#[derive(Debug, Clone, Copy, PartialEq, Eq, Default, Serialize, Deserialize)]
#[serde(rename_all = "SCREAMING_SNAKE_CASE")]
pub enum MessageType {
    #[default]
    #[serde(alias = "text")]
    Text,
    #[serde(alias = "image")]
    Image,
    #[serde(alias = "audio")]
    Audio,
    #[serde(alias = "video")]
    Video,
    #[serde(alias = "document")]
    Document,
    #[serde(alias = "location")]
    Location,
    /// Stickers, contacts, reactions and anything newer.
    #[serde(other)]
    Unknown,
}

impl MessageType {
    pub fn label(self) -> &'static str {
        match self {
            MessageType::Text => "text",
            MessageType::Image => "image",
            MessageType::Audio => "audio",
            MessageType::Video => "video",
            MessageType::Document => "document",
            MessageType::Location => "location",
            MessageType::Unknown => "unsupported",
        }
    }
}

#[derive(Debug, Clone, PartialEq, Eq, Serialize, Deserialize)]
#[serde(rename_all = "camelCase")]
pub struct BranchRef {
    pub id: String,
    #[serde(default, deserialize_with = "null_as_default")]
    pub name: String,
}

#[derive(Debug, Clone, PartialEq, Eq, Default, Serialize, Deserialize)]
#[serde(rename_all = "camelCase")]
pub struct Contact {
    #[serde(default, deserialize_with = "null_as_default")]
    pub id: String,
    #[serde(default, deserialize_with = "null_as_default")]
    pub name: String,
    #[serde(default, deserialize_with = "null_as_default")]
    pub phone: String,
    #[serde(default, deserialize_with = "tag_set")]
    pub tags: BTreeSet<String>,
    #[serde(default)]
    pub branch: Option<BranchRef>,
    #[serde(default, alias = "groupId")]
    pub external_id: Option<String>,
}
_ _ _ _ _
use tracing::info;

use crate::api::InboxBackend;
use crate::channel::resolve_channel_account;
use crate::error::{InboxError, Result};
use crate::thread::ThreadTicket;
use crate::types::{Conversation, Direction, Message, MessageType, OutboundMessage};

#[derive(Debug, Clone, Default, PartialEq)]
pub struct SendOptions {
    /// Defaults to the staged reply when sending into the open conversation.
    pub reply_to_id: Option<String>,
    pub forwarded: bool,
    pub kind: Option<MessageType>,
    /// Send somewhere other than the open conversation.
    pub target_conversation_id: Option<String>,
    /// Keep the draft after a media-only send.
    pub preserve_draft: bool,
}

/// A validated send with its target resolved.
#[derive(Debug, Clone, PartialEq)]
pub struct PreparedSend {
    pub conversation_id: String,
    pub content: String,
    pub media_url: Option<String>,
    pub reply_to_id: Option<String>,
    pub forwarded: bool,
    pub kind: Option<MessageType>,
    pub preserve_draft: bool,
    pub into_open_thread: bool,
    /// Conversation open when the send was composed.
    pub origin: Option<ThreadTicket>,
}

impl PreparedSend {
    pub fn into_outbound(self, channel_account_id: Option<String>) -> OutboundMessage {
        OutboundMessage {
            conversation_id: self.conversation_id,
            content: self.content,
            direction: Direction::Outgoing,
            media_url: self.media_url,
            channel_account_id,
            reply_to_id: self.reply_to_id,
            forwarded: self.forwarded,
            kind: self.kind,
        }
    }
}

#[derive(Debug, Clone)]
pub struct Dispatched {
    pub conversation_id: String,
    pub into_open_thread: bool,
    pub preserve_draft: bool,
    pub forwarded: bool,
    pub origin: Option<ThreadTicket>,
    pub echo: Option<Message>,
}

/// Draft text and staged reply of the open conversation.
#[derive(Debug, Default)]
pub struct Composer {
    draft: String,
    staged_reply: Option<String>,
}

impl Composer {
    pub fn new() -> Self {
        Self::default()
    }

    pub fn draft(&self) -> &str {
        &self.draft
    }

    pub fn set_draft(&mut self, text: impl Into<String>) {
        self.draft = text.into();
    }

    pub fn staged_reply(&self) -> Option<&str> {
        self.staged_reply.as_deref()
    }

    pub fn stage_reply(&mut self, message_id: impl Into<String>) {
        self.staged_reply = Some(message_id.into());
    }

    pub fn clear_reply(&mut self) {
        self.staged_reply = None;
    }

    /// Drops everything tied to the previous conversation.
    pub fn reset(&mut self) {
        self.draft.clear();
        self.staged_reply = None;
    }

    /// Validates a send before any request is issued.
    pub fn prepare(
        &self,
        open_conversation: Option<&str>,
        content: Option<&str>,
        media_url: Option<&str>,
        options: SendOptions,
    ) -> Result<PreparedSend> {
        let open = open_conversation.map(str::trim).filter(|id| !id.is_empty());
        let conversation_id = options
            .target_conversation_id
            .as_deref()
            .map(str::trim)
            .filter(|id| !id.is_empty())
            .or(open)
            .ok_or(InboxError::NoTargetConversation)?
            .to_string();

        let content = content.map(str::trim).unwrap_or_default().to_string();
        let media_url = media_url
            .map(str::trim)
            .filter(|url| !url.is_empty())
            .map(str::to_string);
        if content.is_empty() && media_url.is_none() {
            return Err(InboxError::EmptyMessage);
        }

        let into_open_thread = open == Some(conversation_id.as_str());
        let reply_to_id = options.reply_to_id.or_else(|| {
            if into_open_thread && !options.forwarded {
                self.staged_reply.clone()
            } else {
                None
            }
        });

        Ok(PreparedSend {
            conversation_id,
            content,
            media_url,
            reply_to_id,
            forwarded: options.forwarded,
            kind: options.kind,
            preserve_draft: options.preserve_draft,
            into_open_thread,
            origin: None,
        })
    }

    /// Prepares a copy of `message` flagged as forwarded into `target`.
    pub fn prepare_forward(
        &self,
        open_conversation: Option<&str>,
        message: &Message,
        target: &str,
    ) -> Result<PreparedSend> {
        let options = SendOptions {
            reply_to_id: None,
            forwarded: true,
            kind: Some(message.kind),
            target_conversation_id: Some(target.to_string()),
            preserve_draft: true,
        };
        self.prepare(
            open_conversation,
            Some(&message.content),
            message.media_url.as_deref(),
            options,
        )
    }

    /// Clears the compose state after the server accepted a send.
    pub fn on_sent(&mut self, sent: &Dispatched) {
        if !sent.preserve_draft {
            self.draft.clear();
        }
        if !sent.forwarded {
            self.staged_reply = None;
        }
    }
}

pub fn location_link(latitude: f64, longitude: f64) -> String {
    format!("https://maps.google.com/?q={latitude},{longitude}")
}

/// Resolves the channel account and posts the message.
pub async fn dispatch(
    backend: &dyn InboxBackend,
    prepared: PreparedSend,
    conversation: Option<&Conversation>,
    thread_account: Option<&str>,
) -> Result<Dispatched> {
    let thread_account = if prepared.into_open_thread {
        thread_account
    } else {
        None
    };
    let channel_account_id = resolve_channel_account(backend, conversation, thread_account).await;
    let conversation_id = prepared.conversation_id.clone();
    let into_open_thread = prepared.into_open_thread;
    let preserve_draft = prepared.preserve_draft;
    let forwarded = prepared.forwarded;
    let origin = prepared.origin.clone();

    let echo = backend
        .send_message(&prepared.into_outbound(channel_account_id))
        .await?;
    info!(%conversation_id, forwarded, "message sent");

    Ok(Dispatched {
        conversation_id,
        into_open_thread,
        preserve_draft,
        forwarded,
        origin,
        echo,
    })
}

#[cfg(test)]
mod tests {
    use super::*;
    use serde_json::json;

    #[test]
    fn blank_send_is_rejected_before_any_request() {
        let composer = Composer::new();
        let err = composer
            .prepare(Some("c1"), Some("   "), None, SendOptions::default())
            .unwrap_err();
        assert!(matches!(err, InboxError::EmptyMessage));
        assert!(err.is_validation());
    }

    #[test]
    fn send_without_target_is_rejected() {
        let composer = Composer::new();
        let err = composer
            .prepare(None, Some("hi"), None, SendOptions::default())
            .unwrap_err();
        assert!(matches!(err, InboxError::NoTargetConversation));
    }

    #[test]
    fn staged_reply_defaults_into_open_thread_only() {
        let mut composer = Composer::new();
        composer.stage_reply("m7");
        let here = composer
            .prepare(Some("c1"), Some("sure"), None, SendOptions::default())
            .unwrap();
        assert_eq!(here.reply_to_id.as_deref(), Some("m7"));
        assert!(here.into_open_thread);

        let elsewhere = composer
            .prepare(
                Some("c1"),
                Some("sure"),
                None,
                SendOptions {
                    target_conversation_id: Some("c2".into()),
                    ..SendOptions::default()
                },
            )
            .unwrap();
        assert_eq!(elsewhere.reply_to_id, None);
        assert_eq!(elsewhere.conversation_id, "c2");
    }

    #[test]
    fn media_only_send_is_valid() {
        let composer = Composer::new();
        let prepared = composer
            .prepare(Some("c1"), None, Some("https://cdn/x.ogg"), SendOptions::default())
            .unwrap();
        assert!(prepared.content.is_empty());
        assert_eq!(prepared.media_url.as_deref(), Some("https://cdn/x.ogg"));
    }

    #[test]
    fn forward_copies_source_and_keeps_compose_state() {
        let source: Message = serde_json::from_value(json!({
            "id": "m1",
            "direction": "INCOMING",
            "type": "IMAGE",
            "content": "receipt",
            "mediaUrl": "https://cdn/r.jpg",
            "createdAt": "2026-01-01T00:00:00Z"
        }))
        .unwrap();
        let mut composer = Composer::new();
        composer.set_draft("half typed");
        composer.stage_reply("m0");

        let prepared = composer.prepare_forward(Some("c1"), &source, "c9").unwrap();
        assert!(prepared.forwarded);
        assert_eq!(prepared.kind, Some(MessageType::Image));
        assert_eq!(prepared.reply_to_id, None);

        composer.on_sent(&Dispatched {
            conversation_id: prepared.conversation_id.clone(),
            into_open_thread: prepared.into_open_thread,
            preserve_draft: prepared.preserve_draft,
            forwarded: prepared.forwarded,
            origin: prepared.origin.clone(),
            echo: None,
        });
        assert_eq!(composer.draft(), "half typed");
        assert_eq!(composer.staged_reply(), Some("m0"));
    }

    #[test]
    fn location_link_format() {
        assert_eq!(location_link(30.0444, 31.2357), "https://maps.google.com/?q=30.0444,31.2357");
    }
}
_ _ _ _ _
# [YOUR OBJECTIVE]
Wherever a line in the listing contains the word "elsewhere", copy that line out.

# [EXERCISE ANSWER]
        let elsewhere = composer
        assert_eq!(elsewhere.reply_to_id, None);
        assert_eq!(elsewhere.conversation_id, "c2");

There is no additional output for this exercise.